A capital portuguesa ocupa o décimo lugar numa lista que é liderada por Londres, mas onde a predominância é alemã. Estudo indica que cerca de 60% dos investidores europeus planeiam investir mais em imobiliário este ano do que em 2020.

Andreas Brücker/Unsplash

Portugal é vista como uma das 10 cidades da Europa com maior capacidade para atrair investidores imobiliários em 2021. A capital portuguesa ocupa o décimo lugar da lista do relatório ‘EMEA Investor Intentions Survey 2021’ elaborado pela consultora CBRE e divulgado esta segunda-feira, 19 de abril.

O primeiro lugar pertence a Londres que apesar do Brexit continua a ser vista como uma cidade com muita capacidade para captar os investidores. O ‘top 3’ fica completo com duas cidades alemãs: Berlim e Frankurt. De resto, a Alemanha é o país dominador desta lista, tendo ainda mais duas cidades neste top-10: Munique (6º) e Hamburgo (7º).

No quarto lugar surge Paris, seguida de Amesterdão, estando o oitavo lugar entregue à cidade suíça de Zurique e o nono posto à capital da Polónia, Varsóvia.

Em termos gerais, os dados do relatório indicam que cerca de 60% dos investidores europeus planeiam investir mais em imobiliário este ano do que em 2020, sendo que quase 75% pretendem comprar 10% ou mais. Valor que dispara no Reino Unido,onde mais de 80% dos investidores desejam investir mais capital.

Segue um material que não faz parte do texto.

//! Shared harness: a scripted backend and gateway behind the portal's
//! injection points, driven through Rocket's local client.

#![allow(dead_code)]

use std::sync::atomic::{AtomicBool, Ordering};
use std::sync::{Arc, Mutex};

use chrono::{TimeZone, Utc};
use rocket::local::blocking::Client;

use gharseva_portal::models::{
    AuthUser, BackendPlan, PaymentConfirmation, PaymentOrder, PlanDuration, ProfileFields,
    ProviderProfile, Subscription, SubscriptionStatus, UploadedFile,
};
use gharseva_portal::services::{
    AuthOutcome, BackendApi, BackendError, CheckoutGateway, RazorpayCheckout, SessionProbe,
};

pub const TEST_CREDENTIAL: &str = "sid=test-session";

/// Backend with scripted responses. Every call is recorded so tests can
/// assert what did — and did not — go over the wire.
pub struct MockBackend {
    pub profile: Mutex<Option<ProviderProfile>>,
    pub subscription: Mutex<Option<Subscription>>,
    pub plans: Mutex<Vec<BackendPlan>>,
    pub verify_ok: AtomicBool,
    pub logout_fails: AtomicBool,
    pub me_fails: AtomicBool,
    pub calls: Mutex<Vec<String>>,
}

impl Default for MockBackend {
    fn default() -> Self {
        MockBackend {
            profile: Mutex::new(None),
            subscription: Mutex::new(None),
            plans: Mutex::new(vec![professional_plan()]),
            verify_ok: AtomicBool::new(true),
            logout_fails: AtomicBool::new(false),
            me_fails: AtomicBool::new(false),
            calls: Mutex::new(Vec::new()),
        }
    }
}

impl MockBackend {
    fn record(&self, call: &str) {
        self.calls.lock().unwrap().push(call.to_string());
    }

    pub fn called(&self, call: &str) -> bool {
        self.calls.lock().unwrap().iter().any(|c| c == call)
    }

    pub fn with_profile(self, profile: ProviderProfile) -> Self {
        *self.profile.lock().unwrap() = Some(profile);
        self
    }

    pub fn with_subscription(self, subscription: Subscription) -> Self {
        *self.subscription.lock().unwrap() = Some(subscription);
        self
    }
}

#[rocket::async_trait]
impl BackendApi for MockBackend {
    async fn me(&self, _credential: &str) -> Result<SessionProbe, BackendError> {
        self.record("me");
        if self.me_fails.load(Ordering::SeqCst) {
            return Err(BackendError::Api { status: 401, message: "Not authenticated".into() });
        }
        Ok(SessionProbe { user: test_user(), provider: None })
    }

    async fn login(&self, email: &str, _password: &str) -> Result<AuthOutcome, BackendError> {
        self.record("login");
        Ok(AuthOutcome {
            user: AuthUser { id: "1".into(), name: "A".into(), email: email.into() },
            credential: Some(TEST_CREDENTIAL.into()),
        })
    }

    async fn signup(
        &self,
        name: &str,
        email: &str,
        _password: &str,
    ) -> Result<AuthOutcome, BackendError> {
        self.record("signup");
        Ok(AuthOutcome {
            user: AuthUser { id: "1".into(), name: name.into(), email: email.into() },
            credential: Some(TEST_CREDENTIAL.into()),
        })
    }

    async fn logout(&self, _credential: &str) -> Result<(), BackendError> {
        self.record("logout");
        if self.logout_fails.load(Ordering::SeqCst) {
            return Err(BackendError::Transport("connection reset".into()));
        }
        Ok(())
    }

    async fn fetch_profile(
        &self,
        _credential: &str,
    ) -> Result<Option<ProviderProfile>, BackendError> {
        self.record("fetch_profile");
        Ok(self.profile.lock().unwrap().clone())
    }

    async fn submit_profile(
        &self,
        _credential: &str,
        fields: &ProfileFields,
        _photo: Option<UploadedFile>,
        _document: UploadedFile,
    ) -> Result<(), BackendError> {
        self.record("submit_profile");
        *self.profile.lock().unwrap() = Some(profile_from_fields(fields));
        Ok(())
    }

    async fn my_subscription(
        &self,
        _credential: &str,
    ) -> Result<Option<Subscription>, BackendError> {
        self.record("my_subscription");
        Ok(self.subscription.lock().unwrap().clone())
    }

    async fn list_plans(&self) -> Result<Vec<BackendPlan>, BackendError> {
        self.record("list_plans");
        Ok(self.plans.lock().unwrap().clone())
    }

    async fn create_order(
        &self,
        _credential: &str,
        plan_key: &str,
    ) -> Result<PaymentOrder, BackendError> {
        self.record("create_order");
        Ok(PaymentOrder {
            key: "rzp_test_key".into(),
            amount: 99900,
            currency: "INR".into(),
            order_id: format!("order_{}", plan_key),
        })
    }

    async fn verify_payment(
        &self,
        _credential: &str,
        _confirmation: &PaymentConfirmation,
    ) -> Result<(), BackendError> {
        self.record("verify_payment");
        if self.verify_ok.load(Ordering::SeqCst) {
            *self.subscription.lock().unwrap() = Some(active_subscription());
            Ok(())
        } else {
            Err(BackendError::Api { status: 400, message: "Invalid payment signature".into() })
        }
    }
}

/// Gateway that is simply switched on or off.
pub struct MockGateway {
    pub available: bool,
}

impl CheckoutGateway for MockGateway {
    fn is_available(&self) -> bool {
        self.available
    }

    fn open(
        &self,
        order: &PaymentOrder,
        plan_name: &str,
        prefill_name: &str,
        prefill_email: &str,
    ) -> Result<gharseva_portal::services::CheckoutSession, gharseva_portal::services::CheckoutError>
    {
        RazorpayCheckout::with_key("rzp_test_key").open(order, plan_name, prefill_name, prefill_email)
    }
}

pub fn test_user() -> AuthUser {
    AuthUser { id: "1".into(), name: "A".into(), email: "a@x.com".into() }
}

pub fn professional_plan() -> BackendPlan {
    BackendPlan {
        id: Some("p1".into()),
        key: "professional".into(),
        name: "Professional".into(),
        amount: 99900,
        duration: PlanDuration { value: 1, unit: "month".into() },
        features: vec!["Unlimited leads".into(), "Priority customer support".into()],
        sort_order: 1,
    }
}

pub fn active_subscription() -> Subscription {
    Subscription {
        plan_name: "Professional".into(),
        status: SubscriptionStatus::Active,
        end_date: Some(Utc.with_ymd_and_hms(2026, 9, 1, 0, 0, 0).unwrap()),
    }
}

pub fn completed_profile() -> ProviderProfile {
    ProviderProfile {
        name: "Asha".into(),
        phone: "9876543210".into(),
        email: Some("a@x.com".into()),
        primary_service: None,
        primary_service_area: None,
        description: Some("Reliable plumbing.".into()),
        profile_photo_url: None,
        aadhaar_url: Some("/uploads/aadhaar.png".into()),
        is_verified: false,
        rating: Some(4.7),
        jobs_completed: 12,
        monthly_earnings: Some(15000),
        leads_today: None,
    }
}

fn profile_from_fields(fields: &ProfileFields) -> ProviderProfile {
    ProviderProfile {
        name: fields.name.clone(),
        phone: fields.phone.clone(),
        email: Some(fields.email.clone()),
        primary_service: Some(fields.primary_service),
        primary_service_area: Some(fields.service_area),
        description: Some(fields.description.clone()),
        profile_photo_url: None,
        aadhaar_url: Some("/uploads/aadhaar.png".into()),
        is_verified: false,
        rating: None,
        jobs_completed: 0,
        monthly_earnings: None,
        leads_today: None,
    }
}

pub fn client_with(backend: Arc<MockBackend>, gateway: Arc<dyn CheckoutGateway>) -> Client {
    let rocket = gharseva_portal::build(backend, gateway);
    Client::tracked(rocket).expect("valid rocket instance")
}

pub fn client(backend: Arc<MockBackend>) -> Client {
    client_with(backend, Arc::new(MockGateway { available: true }))
}

/// Signs up through the portal so the tracked client carries a session.
pub fn sign_up(client: &Client) {
    let response = client
        .post("/auth/signup")
        .header(rocket::http::ContentType::Form)
        .body("name=A&email=a%40x.com&password=secret123")
        .dispatch();
    assert_eq!(response.status(), rocket::http::Status::SeeOther);
}

/// Minimal multipart body for the profile form. `with_document` controls
/// whether the aadhaar part is included at all.
pub fn profile_multipart(with_document: bool) -> (rocket::http::ContentType, Vec<u8>) {
    let boundary = "PORTAL-TEST-BOUNDARY";
    let mut body = String::new();

    for (name, value) in [
        ("name", "Asha"),
        ("whatsapp", "9876543210"),
        ("email", "a@x.com"),
        ("service", "Plumbing"),
        ("area", "Wakad"),
        ("description", "Reliable plumbing for Wakad homes."),
    ] {
        body.push_str(&format!(
            "--{boundary}\r\nContent-Disposition: form-data; name=\"{name}\"\r\n\r\n{value}\r\n"
        ));
    }

    if with_document {
        body.push_str(&format!(
            "--{boundary}\r\nContent-Disposition: form-data; name=\"aadhaar\"; filename=\"aadhaar.png\"\r\nContent-Type: image/png\r\n\r\nPNGBYTES\r\n"
        ));
    }

    body.push_str(&format!("--{boundary}--\r\n"));

    let content_type = rocket::http::ContentType::new("multipart", "form-data")
        .with_params(("boundary", boundary));
    (content_type, body.into_bytes())
}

Nuno Nunes, diretor de capital markets da CBRE Portugal, considera que o país continua dentro do radar de investimento internacional, mostrando-se também otimista em relação aos players nacionais. “Existem atualmente mais de 2.400 milhões de euros de ativos em comercialização ou com processos em curso para serem lançados a mercado em breve, levando-nos a antecipar um volume de investimento para o ano de aproximadamente 2.600 milhões de euros. Sendo um montante ligeiramente abaixo do observado no ano passado (de 2.900 milhões de euros), é ainda bastante relevante para o mercado nacional”, refere.

A consultora estima que este ano os volumes de investimento europeu aumentem até 5% em relação a 2020, embora considerem provável que haja alguma variação entre países e classes de ativos. Com a flexibilidade no trabalho e o teletrabalho a tornarem-se uma tendência global devido à pandemia, os escritórios são os espaços eleitos por parte de 35% dos investidores inquiridos neste estudo.

Já o segmento da habitação é visto por 24% dos inquiridos como a área ideal para investir, seguido pelos sectores da indústria e logística com 22%.